The Good Life

Description

79 pages
$15.95
ISBN 0-88971-183-6
DDC C811'.6

Author

Publisher

Year

2002

Contributor

Ronald Charles Epstein is a Toronto-based freelance writer and published poet.

Review

Vancouver publisher Brad Cran demonstrates a thoughtful, eclectic
intelligence in this debut poetry collection. Although one of his poems,
“The Murder of a Young Italian,” denounces the killing of an
anti-globalization protester, any apparent radicalism is not apparent in
his politics. His literary discourse is reasoned and measured.
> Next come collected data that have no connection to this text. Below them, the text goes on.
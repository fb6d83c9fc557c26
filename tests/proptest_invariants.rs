//! Property-based tests using proptest
//!
//! These cover the arithmetic and mapping invariants of the client
//! layer: pagination range labels, the FOMO window duration gate, the
//! per-resource status vocabulary round trips, and the determinism of
//! the optimistic user-status patch.

use proptest::prelude::*;
use rancha_admin::envelope::Page;
use rancha_admin::resources::{fomo, ghost, moderation, support, users};

mod pagination_tests {
    use super::*;

    fn page_of(total: u64, page: u64, limit: u64) -> Page<u8> {
        Page {
            items: vec![],
            total,
            page,
            limit,
        }
    }

    proptest! {
        /// The range label is exactly [min((page-1)*limit+1, total),
        /// min(page*limit, total)].
        #[test]
        fn display_range_matches_formula(
            total in 0u64..10_000,
            page in 1u64..200,
            limit in 1u64..100,
        ) {
            let (start, end) = page_of(total, page, limit).display_range();
            prop_assert_eq!(start, ((page - 1) * limit + 1).min(total));
            prop_assert_eq!(end, (page * limit).min(total));
        }

        /// total_pages is the ceiling division, and every row fits.
        #[test]
        fn total_pages_is_ceiling(
            total in 0u64..10_000,
            limit in 1u64..100,
        ) {
            let pages = page_of(total, 1, limit).total_pages();
            prop_assert_eq!(pages, total.div_ceil(limit));
            prop_assert!(pages * limit >= total);
            prop_assert!(pages == 0 || (pages - 1) * limit < total);
        }

        /// A page past the end yields an empty, clamped range.
        #[test]
        fn page_past_the_end_is_empty(
            total in 0u64..1_000,
            limit in 1u64..100,
            beyond in 1u64..50,
        ) {
            let view = page_of(total, total.div_ceil(limit) + beyond, limit);
            let (start, end) = view.display_range();
            prop_assert_eq!(start, total);
            prop_assert_eq!(end, total);
        }

        /// The range never spans more rows than the page size.
        #[test]
        fn range_never_exceeds_limit(
            total in 0u64..10_000,
            page in 1u64..200,
            limit in 1u64..100,
        ) {
            let (start, end) = page_of(total, page, limit).display_range();
            prop_assert!(end <= total);
            prop_assert!(end.saturating_sub(start) < limit);
        }
    }
}

mod duration_gate_tests {
    use super::*;
    use chrono::{DateTime, Duration as ChronoDuration, Utc};

    const MIN_SECS: i64 = 5 * 60;
    const MAX_SECS: i64 = 48 * 60 * 60;

    fn window(offset_secs: i64) -> (String, String) {
        let start = DateTime::parse_from_rfc3339("2024-01-01T00:00:00Z")
            .unwrap()
            .with_timezone(&Utc);
        let end = start + ChronoDuration::seconds(offset_secs);
        (start.to_rfc3339(), end.to_rfc3339())
    }

    proptest! {
        /// Accepted iff the duration is within [5 minutes, 48 hours],
        /// inclusive on both bounds.
        #[test]
        fn acceptance_matches_bounds(duration_secs in 0i64..200_000) {
            let (start, end) = window(duration_secs);
            let expected = (MIN_SECS..=MAX_SECS).contains(&duration_secs);
            prop_assert_eq!(fomo::duration_in_bounds(&start, &end), expected);
        }

        /// Reversed windows are always rejected.
        #[test]
        fn reversed_windows_rejected(duration_secs in 1i64..200_000) {
            let (start, end) = window(duration_secs);
            prop_assert!(!fomo::duration_in_bounds(&end, &start));
        }
    }

    #[test]
    fn boundary_cases_are_exact() {
        let (start, end) = window(MIN_SECS - 60);
        assert!(!fomo::duration_in_bounds(&start, &end));
        let (start, end) = window(MIN_SECS);
        assert!(fomo::duration_in_bounds(&start, &end));
        let (start, end) = window(MAX_SECS);
        assert!(fomo::duration_in_bounds(&start, &end));
        let (start, end) = window(MAX_SECS + 60);
        assert!(!fomo::duration_in_bounds(&start, &end));
    }
}

mod vocabulary_tests {
    use super::*;

    fn arb_flag_status() -> impl Strategy<Value = moderation::FlagStatus> {
        prop_oneof![
            Just(moderation::FlagStatus::Pending),
            Just(moderation::FlagStatus::Reviewed),
            Just(moderation::FlagStatus::Hidden),
        ]
    }

    proptest! {
        /// ui -> backend -> ui is the identity for every moderation
        /// status.
        #[test]
        fn moderation_round_trip(status in arb_flag_status()) {
            prop_assert_eq!(
                moderation::FlagStatus::from_backend(status.backend()),
                status
            );
        }
    }

    #[test]
    fn moderation_backend_pairs() {
        assert_eq!(moderation::FlagStatus::Reviewed.backend(), "approved");
        assert_eq!(moderation::FlagStatus::Hidden.backend(), "removed");
        assert_eq!(moderation::FlagStatus::Pending.backend(), "pending");
    }

    #[test]
    fn user_status_round_trip_is_identity() {
        for status in [
            users::UserStatus::Active,
            users::UserStatus::Inactive,
            users::UserStatus::Suspended,
        ] {
            assert_eq!(users::UserStatus::from_backend(status.backend()), status);
            // the users vocabulary maps through unchanged
            assert_eq!(status.backend(), status.as_str());
        }
    }

    #[test]
    fn ticket_status_round_trip_is_identity() {
        for status in [
            support::TicketStatus::Open,
            support::TicketStatus::InProgress,
            support::TicketStatus::Resolved,
            support::TicketStatus::Closed,
        ] {
            assert_eq!(support::TicketStatus::from_backend(status.as_str()), status);
        }
    }
}

mod status_patch_tests {
    use super::*;

    fn arb_status() -> impl Strategy<Value = users::UserStatus> {
        prop_oneof![
            Just(users::UserStatus::Active),
            Just(users::UserStatus::Inactive),
            Just(users::UserStatus::Suspended),
        ]
    }

    fn user_with(status: users::UserStatus, verified: bool) -> users::User {
        users::User {
            id: "u1".into(),
            username: "ada".into(),
            email: "ada@example.com".into(),
            status,
            posts_count: 0,
            comments_count: 0,
            verified,
            join_date: "2024-01-01".into(),
        }
    }

    proptest! {
        /// Status actions land on their fixed target regardless of the
        /// starting state, and never touch the verified badge.
        #[test]
        fn status_actions_are_deterministic(
            initial in arb_status(),
            verified in any::<bool>(),
        ) {
            let cases = [
                (users::UserAction::Ban, users::UserStatus::Suspended),
                (users::UserAction::Suspend, users::UserStatus::Suspended),
                (users::UserAction::Restrict, users::UserStatus::Inactive),
                (users::UserAction::Unban, users::UserStatus::Active),
                (users::UserAction::Unsuspend, users::UserStatus::Active),
                (users::UserAction::Unrestrict, users::UserStatus::Active),
            ];
            for (action, expected) in cases {
                let mut user = user_with(initial, verified);
                users::apply_action(&mut user, action);
                prop_assert_eq!(user.status, expected);
                prop_assert_eq!(user.verified, verified);
            }
        }

        /// Verification actions toggle the badge and leave status alone.
        #[test]
        fn verify_actions_only_touch_the_badge(
            initial in arb_status(),
            verified in any::<bool>(),
        ) {
            let mut user = user_with(initial, verified);
            users::apply_action(&mut user, users::UserAction::Verify);
            prop_assert!(user.verified);
            prop_assert_eq!(user.status, initial);

            users::apply_action(&mut user, users::UserAction::Unverify);
            prop_assert!(!user.verified);
            prop_assert_eq!(user.status, initial);
        }
    }

    #[test]
    fn ghost_name_status_patch_is_deterministic() {
        let mut entry = ghost::GhostNameEntry {
            name: "fox".into(),
            username: String::new(),
            school: String::new(),
            work: String::new(),
            status: ghost::GhostNameStatus::Available,
            restricted: false,
            reserved: false,
        };
        for status in [
            ghost::GhostNameStatus::Reserved,
            ghost::GhostNameStatus::Restricted,
            ghost::GhostNameStatus::Available,
        ] {
            ghost::apply_name_status(&mut entry, status);
            assert_eq!(entry.status, status);
            assert_eq!(entry.reserved, status == ghost::GhostNameStatus::Reserved);
            assert_eq!(entry.restricted, status == ghost::GhostNameStatus::Restricted);
        }
    }
}
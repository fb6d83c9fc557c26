//! Identity verification requests
//!
//! Badge verification submissions with uploaded identity documents. The
//! documents are heavy, so they are fetched lazily from the detail
//! endpoint on first view and cached on the request object; the
//! enrichment is idempotent.

use crate::client::ApiClient;
use crate::envelope;
use crate::error::Result;
use crate::normalize::{calendar_date, first_non_empty};
use serde::{Deserialize, Serialize};
use serde_json::json;

/// Review state of a request.
#[derive(Debug, Clone, Copy, PartialEq, Eq, Serialize, Deserialize)]
#[serde(rename_all = "snake_case")]
pub enum VerificationStatus {
    Pending,
    Approved,
    Rejected,
}

impl VerificationStatus {
    pub fn as_str(&self) -> &'static str {
        match self {
            Self::Pending => "pending",
            Self::Approved => "approved",
            Self::Rejected => "rejected",
        }
    }

    pub fn from_backend(s: &str) -> Self {
        match s {
            "approved" => Self::Approved,
            "rejected" => Self::Rejected,
            _ => Self::Pending,
        }
    }
}

/// Decision written by the reviewer. Processing parks a request while
/// documents are checked out-of-band.
#[derive(Debug, Clone, Copy, PartialEq, Eq, Serialize, Deserialize)]
#[serde(rename_all = "snake_case")]
pub enum VerificationDecision {
    Approved,
    Rejected,
    Processing,
    Pending,
}

impl VerificationDecision {
    pub fn as_str(&self) -> &'static str {
        match self {
            Self::Approved => "approved",
            Self::Rejected => "rejected",
            Self::Processing => "processing",
            Self::Pending => "pending",
        }
    }
}

/// Uploaded identity documents. Fields are URLs.
#[derive(Debug, Clone, PartialEq, Default, Serialize, Deserialize)]
#[serde(rename_all = "snake_case")]
pub struct Documents {
    pub id_front: Option<String>,
    pub id_back: Option<String>,
    pub selfie: Option<String>,
}

impl Documents {
    pub fn is_empty(&self) -> bool {
        self.id_front.is_none() && self.id_back.is_none() && self.selfie.is_none()
    }
}

/// A verification request row.
///
/// `documents` is `None` until either the list payload carried them or
/// [`ensure_documents`] fetched them; `Some` means loaded, even if the
/// submitter uploaded nothing.
#[derive(Debug, Clone, PartialEq, Serialize, Deserialize)]
#[serde(rename_all = "camelCase")]
pub struct VerificationRequest {
    pub id: String,
    pub display_name: String,
    pub email: String,
    pub request_type: String,
    pub submitted_at: String,
    pub status: VerificationStatus,
    pub documents: Option<Documents>,
    pub reason: Option<String>,
}

/// Queue counters for the verification page header.
#[derive(Debug, Clone, PartialEq, Serialize, Deserialize)]
pub struct VerificationStats {
    #[serde(default)]
    pub pending: u64,
    #[serde(default, rename = "approved30d")]
    pub approved_30d: u64,
    #[serde(default, rename = "rejected30d")]
    pub rejected_30d: u64,
}

/// Full record from the detail endpoint.
#[derive(Debug, Clone, PartialEq, Deserialize)]
#[serde(rename_all = "camelCase")]
struct DetailsWire {
    id: String,
    avatar: Option<String>,
    #[serde(default)]
    email: String,
    #[serde(default)]
    display_name: String,
    // the document keys are snake_case on an otherwise camelCase wire
    #[serde(default, rename = "id_front")]
    id_front: Option<String>,
    #[serde(default, rename = "id_back")]
    id_back: Option<String>,
    #[serde(default)]
    selfie: Option<String>,
    #[serde(default)]
    status: String,
    reason: Option<String>,
    #[serde(default)]
    created_at: String,
    #[serde(default)]
    updated_at: String,
}

/// Detail view model.
#[derive(Debug, Clone, PartialEq, Serialize, Deserialize)]
#[serde(rename_all = "camelCase")]
pub struct VerificationDetails {
    pub id: String,
    pub avatar: Option<String>,
    pub email: String,
    pub display_name: String,
    pub documents: Documents,
    pub status: VerificationStatus,
    pub reason: Option<String>,
    pub submitted_at: String,
    pub updated_at: String,
}

#[derive(Debug, Deserialize)]
#[serde(rename_all = "camelCase")]
struct RequestWire {
    id: String,
    #[serde(default)]
    email: String,
    display_name: Option<String>,
    #[serde(default)]
    created_at: String,
    #[serde(default)]
    status: String,
    #[serde(default, rename = "id_front")]
    id_front: Option<String>,
    #[serde(default, rename = "id_back")]
    id_back: Option<String>,
    #[serde(default)]
    selfie: Option<String>,
    reason: Option<String>,
}

impl RequestWire {
    fn into_view(self) -> VerificationRequest {
        let documents = Documents {
            id_front: self.id_front,
            id_back: self.id_back,
            selfie: self.selfie,
        };
        VerificationRequest {
            id: self.id,
            display_name: first_non_empty(&[self.display_name.as_deref()], "-").to_string(),
            email: self.email,
            request_type: "Verification Badge".to_string(),
            submitted_at: calendar_date(&self.created_at),
            status: VerificationStatus::from_backend(&self.status),
            documents: (!documents.is_empty()).then_some(documents),
            reason: self.reason,
        }
    }
}

/// List verification requests, optionally filtered by status.
pub async fn requests(
    api: &ApiClient,
    status: Option<VerificationStatus>,
) -> Result<Vec<VerificationRequest>> {
    let mut params = Vec::new();
    if let Some(status) = status {
        params.push(("status", status.as_str().to_string()));
    }
    params.push(("limit", "100".to_string()));

    let payload = api
        .get_with_params("/verification/admin/requests", &params)
        .await?;
    let rows: Vec<RequestWire> = envelope::data(payload)?;
    Ok(rows.into_iter().map(RequestWire::into_view).collect())
}

/// Fetch the queue counters.
pub async fn stats(api: &ApiClient) -> Result<VerificationStats> {
    let payload = api.get("/verification/admin/stats").await?;
    envelope::data(payload)
}

/// Fetch one request's full record.
pub async fn details(api: &ApiClient, id: &str) -> Result<VerificationDetails> {
    let payload = api
        .get(&format!("/verification/admin/requests/{id}"))
        .await?;
    let wire: DetailsWire = envelope::data(payload)?;

    Ok(VerificationDetails {
        id: wire.id,
        avatar: wire.avatar,
        email: wire.email,
        display_name: wire.display_name,
        documents: Documents {
            id_front: wire.id_front,
            id_back: wire.id_back,
            selfie: wire.selfie,
        },
        status: VerificationStatus::from_backend(&wire.status),
        reason: wire.reason,
        submitted_at: calendar_date(&wire.created_at),
        updated_at: calendar_date(&wire.updated_at),
    })
}

/// Load documents into a request if they are not present yet.
///
/// A no-op when `documents` is already `Some` - opening the same detail
/// twice never issues a second fetch. A failed fetch degrades to
/// "documents unavailable" (the view renders without them) instead of
/// failing the caller; the next open retries.
pub async fn ensure_documents(api: &ApiClient, request: &mut VerificationRequest) -> Result<()> {
    if request.documents.is_some() {
        return Ok(());
    }

    match details(api, &request.id).await {
        Ok(full) => {
            request.documents = Some(full.documents);
            Ok(())
        }
        Err(err) => {
            tracing::warn!(
                "documents unavailable for request {}: {}",
                request.id,
                err
            );
            Ok(())
        }
    }
}

/// Write a review decision.
pub async fn update(
    api: &ApiClient,
    id: &str,
    decision: VerificationDecision,
    reason: Option<&str>,
) -> Result<()> {
    let mut body = json!({ "status": decision.as_str() });
    if let Some(reason) = reason {
        body["reason"] = json!(reason);
    }

    api.patch(&format!("/verification/admin/requests/{id}"), &body)
        .await?;
    Ok(())
}
//! Ad campaigns

use crate::client::ApiClient;
use crate::envelope;
use crate::error::Result;
use crate::resources::to_body;
use serde::{Deserialize, Serialize};
use serde_json::json;

/// Creative format of a campaign.
#[derive(Debug, Clone, Copy, PartialEq, Eq, Serialize, Deserialize)]
#[serde(rename_all = "snake_case")]
pub enum AdContentType {
    Text,
    Image,
    Video,
    Audio,
}

/// Aggregate figures for the ads page header.
#[derive(Debug, Clone, PartialEq, Serialize, Deserialize)]
#[serde(rename_all = "camelCase")]
pub struct AdSummary {
    #[serde(default)]
    pub total_impressions: u64,
    #[serde(default)]
    pub total_clicks: u64,
    #[serde(default)]
    pub avg_ctr: f64,
    #[serde(default)]
    pub total_spend: f64,
    pub total_views: Option<u64>,
    pub total_reports: Option<u64>,
}

/// Engagement counters attached to a campaign.
#[derive(Debug, Clone, PartialEq, Default, Serialize, Deserialize)]
#[serde(rename_all = "camelCase")]
pub struct AdMetrics {
    #[serde(default)]
    pub views: u64,
    #[serde(default)]
    pub likes: u64,
    #[serde(default)]
    pub comments: u64,
    #[serde(default)]
    pub shares: u64,
    #[serde(default)]
    pub reports: u64,
    #[serde(default)]
    pub reposts: u64,
}

/// An ad campaign row. Start and end keep their full timestamps - ad
/// scheduling cares about the time of day, unlike the calendar-date
/// columns elsewhere.
#[derive(Debug, Clone, PartialEq, Serialize, Deserialize)]
#[serde(rename_all = "camelCase")]
pub struct AdCampaign {
    pub id: String,
    pub name: String,
    pub content_type: AdContentType,
    pub content_text: Option<String>,
    pub media_url: Option<String>,
    pub link_url: Option<String>,
    pub placement: Option<String>,
    #[serde(default)]
    pub impressions: u64,
    #[serde(default)]
    pub clicks: u64,
    /// Server-derived from impressions/clicks; never recomputed here.
    #[serde(default)]
    pub ctr: f64,
    #[serde(default)]
    pub spend: f64,
    #[serde(default)]
    pub status: String,
    pub start_time: Option<String>,
    pub end_time: Option<String>,
    pub metrics: Option<AdMetrics>,
}

/// Payload for a new campaign.
#[derive(Debug, Clone, Default, Serialize)]
#[serde(rename_all = "camelCase")]
pub struct AdDraft {
    pub name: String,
    pub content_type: AdContentType,
    #[serde(skip_serializing_if = "Option::is_none")]
    pub content_text: Option<String>,
    #[serde(skip_serializing_if = "Option::is_none")]
    pub media_url: Option<String>,
    #[serde(skip_serializing_if = "Option::is_none")]
    pub link_url: Option<String>,
    #[serde(skip_serializing_if = "Option::is_none")]
    pub start_time: Option<String>,
    #[serde(skip_serializing_if = "Option::is_none")]
    pub end_time: Option<String>,
    #[serde(skip_serializing_if = "Option::is_none")]
    pub placement: Option<String>,
    #[serde(skip_serializing_if = "Vec::is_empty")]
    pub allowed_user_ids: Vec<String>,
    #[serde(skip_serializing_if = "Vec::is_empty")]
    pub allowed_group_ids: Vec<String>,
    #[serde(skip_serializing_if = "Option::is_none")]
    pub spend: Option<f64>,
}

impl Default for AdContentType {
    fn default() -> Self {
        Self::Text
    }
}

/// Fetch the ads summary.
pub async fn summary(api: &ApiClient) -> Result<AdSummary> {
    let payload = api.get("/ads/summary").await?;
    envelope::data(payload)
}

/// List all campaigns.
pub async fn campaigns(api: &ApiClient) -> Result<Vec<AdCampaign>> {
    let payload = api.get("/ads/campaigns").await?;
    envelope::data(payload)
}

/// Create a campaign.
pub async fn create(api: &ApiClient, draft: &AdDraft) -> Result<()> {
    api.post("/ads/campaigns", &to_body(draft)?).await?;
    Ok(())
}

/// Set a campaign's status.
pub async fn update_status(api: &ApiClient, id: &str, status: &str) -> Result<()> {
    api.patch(&format!("/ads/campaigns/{id}"), &json!({ "status": status }))
        .await?;
    Ok(())
}

/// Delete a campaign.
pub async fn delete(api: &ApiClient, id: &str) -> Result<()> {
    api.delete(&format!("/ads/campaigns/{id}")).await?;
    Ok(())
}
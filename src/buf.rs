use std::ops::Range;

/// Fixed size buffer shared by request parsing and response serialization.
///
/// Bytes between `0` and `limit` are valid. Parsing moves `index` forward as
/// input is consumed, serialization appends at `limit`. The buffer never
/// grows, so a [`Range`] recorded into it stays meaningful until the next
/// reset.
///
/// Invariant: `index <= limit <= capacity()`.
#[derive(Debug)]
pub(crate) struct ExchangeBuf {
    buf: Box<[u8]>,
    index: usize,
    limit: usize,
}

impl ExchangeBuf {
    pub fn with_capacity(capacity: usize) -> Self {
        ExchangeBuf {
            buf: vec![0; capacity].into_boxed_slice(),
            index: 0,
            limit: 0,
        }
    }

    #[inline(always)]
    pub fn capacity(&self) -> usize {
        self.buf.len()
    }

    #[inline(always)]
    pub fn index(&self) -> usize {
        self.index
    }

    #[inline(always)]
    pub fn limit(&self) -> usize {
        self.limit
    }

    pub fn set_index(&mut self, index: usize) {
        assert!(index <= self.limit, "ExchangeBuf::set_index past limit");
        self.index = index;
    }

    /// Sets both cursors, used when a chunk is framed somewhere inside the buffer.
    pub fn set_window(&mut self, window: Range<usize>) {
        assert!(window.start <= window.end && window.end <= self.buf.len());
        self.index = window.start;
        self.limit = window.end;
    }

    pub fn reset(&mut self) {
        self.index = 0;
        self.limit = 0;
    }

    pub fn is_full(&self) -> bool {
        self.limit == self.buf.len()
    }

    /// Tells if `index` points to a readable byte.
    #[inline(always)]
    pub fn has_index(&self, index: usize) -> bool {
        index < self.limit
    }

    #[inline(always)]
    pub fn get(&self, index: usize) -> u8 {
        self.buf[index]
    }

    /// Compares the buffer contents starting at `start` with `target`.
    ///
    /// Returns false when the buffer does not hold enough bytes.
    pub fn equals(&self, target: &[u8], start: usize) -> bool {
        let end = start + target.len();
        end <= self.limit && &self.buf[start..end] == target
    }

    /// Tells if the readable bytes at `start` are a prefix of `target`.
    pub fn is_prefix_of(&self, target: &[u8], start: usize) -> bool {
        let end = self.limit.min(start + target.len());
        self.buf[start..end] == target[..(end - start)]
    }

    /// The part of the buffer after `limit` that can be read into.
    pub fn spare_mut(&mut self) -> &mut [u8] {
        &mut self.buf[self.limit..]
    }

    /// Extends `limit` after bytes were read into `spare_mut()`.
    pub fn extend(&mut self, amount: usize) {
        assert!(
            self.limit + amount <= self.buf.len(),
            "ExchangeBuf::extend with not enough len"
        );
        self.limit += amount;
    }

    /// Number of bytes that can still be appended.
    pub fn remaining(&self) -> usize {
        self.buf.len() - self.limit
    }

    /// Appends the slice if it fits entirely, returns whether it did.
    pub fn append(&mut self, data: &[u8]) -> bool {
        if data.len() > self.remaining() {
            return false;
        }
        self.buf[self.limit..(self.limit + data.len())].copy_from_slice(data);
        self.limit += data.len();
        true
    }

    /// The bytes between `index` and `limit`.
    pub fn pending(&self) -> &[u8] {
        &self.buf[self.index..self.limit]
    }

    /// Read access to a range inside the buffer.
    pub fn slice(&self, range: Range<usize>) -> &[u8] {
        &self.buf[range]
    }
}

impl std::ops::Deref for ExchangeBuf {
    type Target = [u8];
    fn deref(&self) -> &Self::Target {
        &self.buf[..]
    }
}

impl std::ops::DerefMut for ExchangeBuf {
    fn deref_mut(&mut self) -> &mut Self::Target {
        &mut self.buf[..]
    }
}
Despite his prudence, this poet can fail spectacularly. In “Paradise,
Dominica,” he proclaims, “then Ansel Adams masturbated / between
shots.” Cran may be trying to state that the great American
photographer was deeply moved by beautiful scenery. Unfortunately, this
startling word-picture does not turn his audience into virtual tourists
in “Paradise.” Instead, the reader becomes Jay Leno, countering a
feckless Tonight Show guest’s obnoxious anecdote with the statement,
“That’s more information than I needed to know!” (Not all the
author’s failures are spectacular, self-inflicted wounds. In
“Cityscape XV,” he recalls seeing “an old classmate throw a
newspaper box / through a storefront window on the news” during a
Vancouver Stanley Cup riot.)

This book’s thoughtful verse is the product of an educated
imagination. “Cityscape V”’s concluding line, “There is no
beast. We slouch towards ourselves” echoes W.B. Yeats’s celebrated
query, “And what rough beast ... / Slouches towards Bethlehem to be
born?” Equally cultured people may conclude that the poet is more
existential than his 20th-century predecessor. Brad Cran’s poetry is
accessible, cerebral, and human in every sense of the word.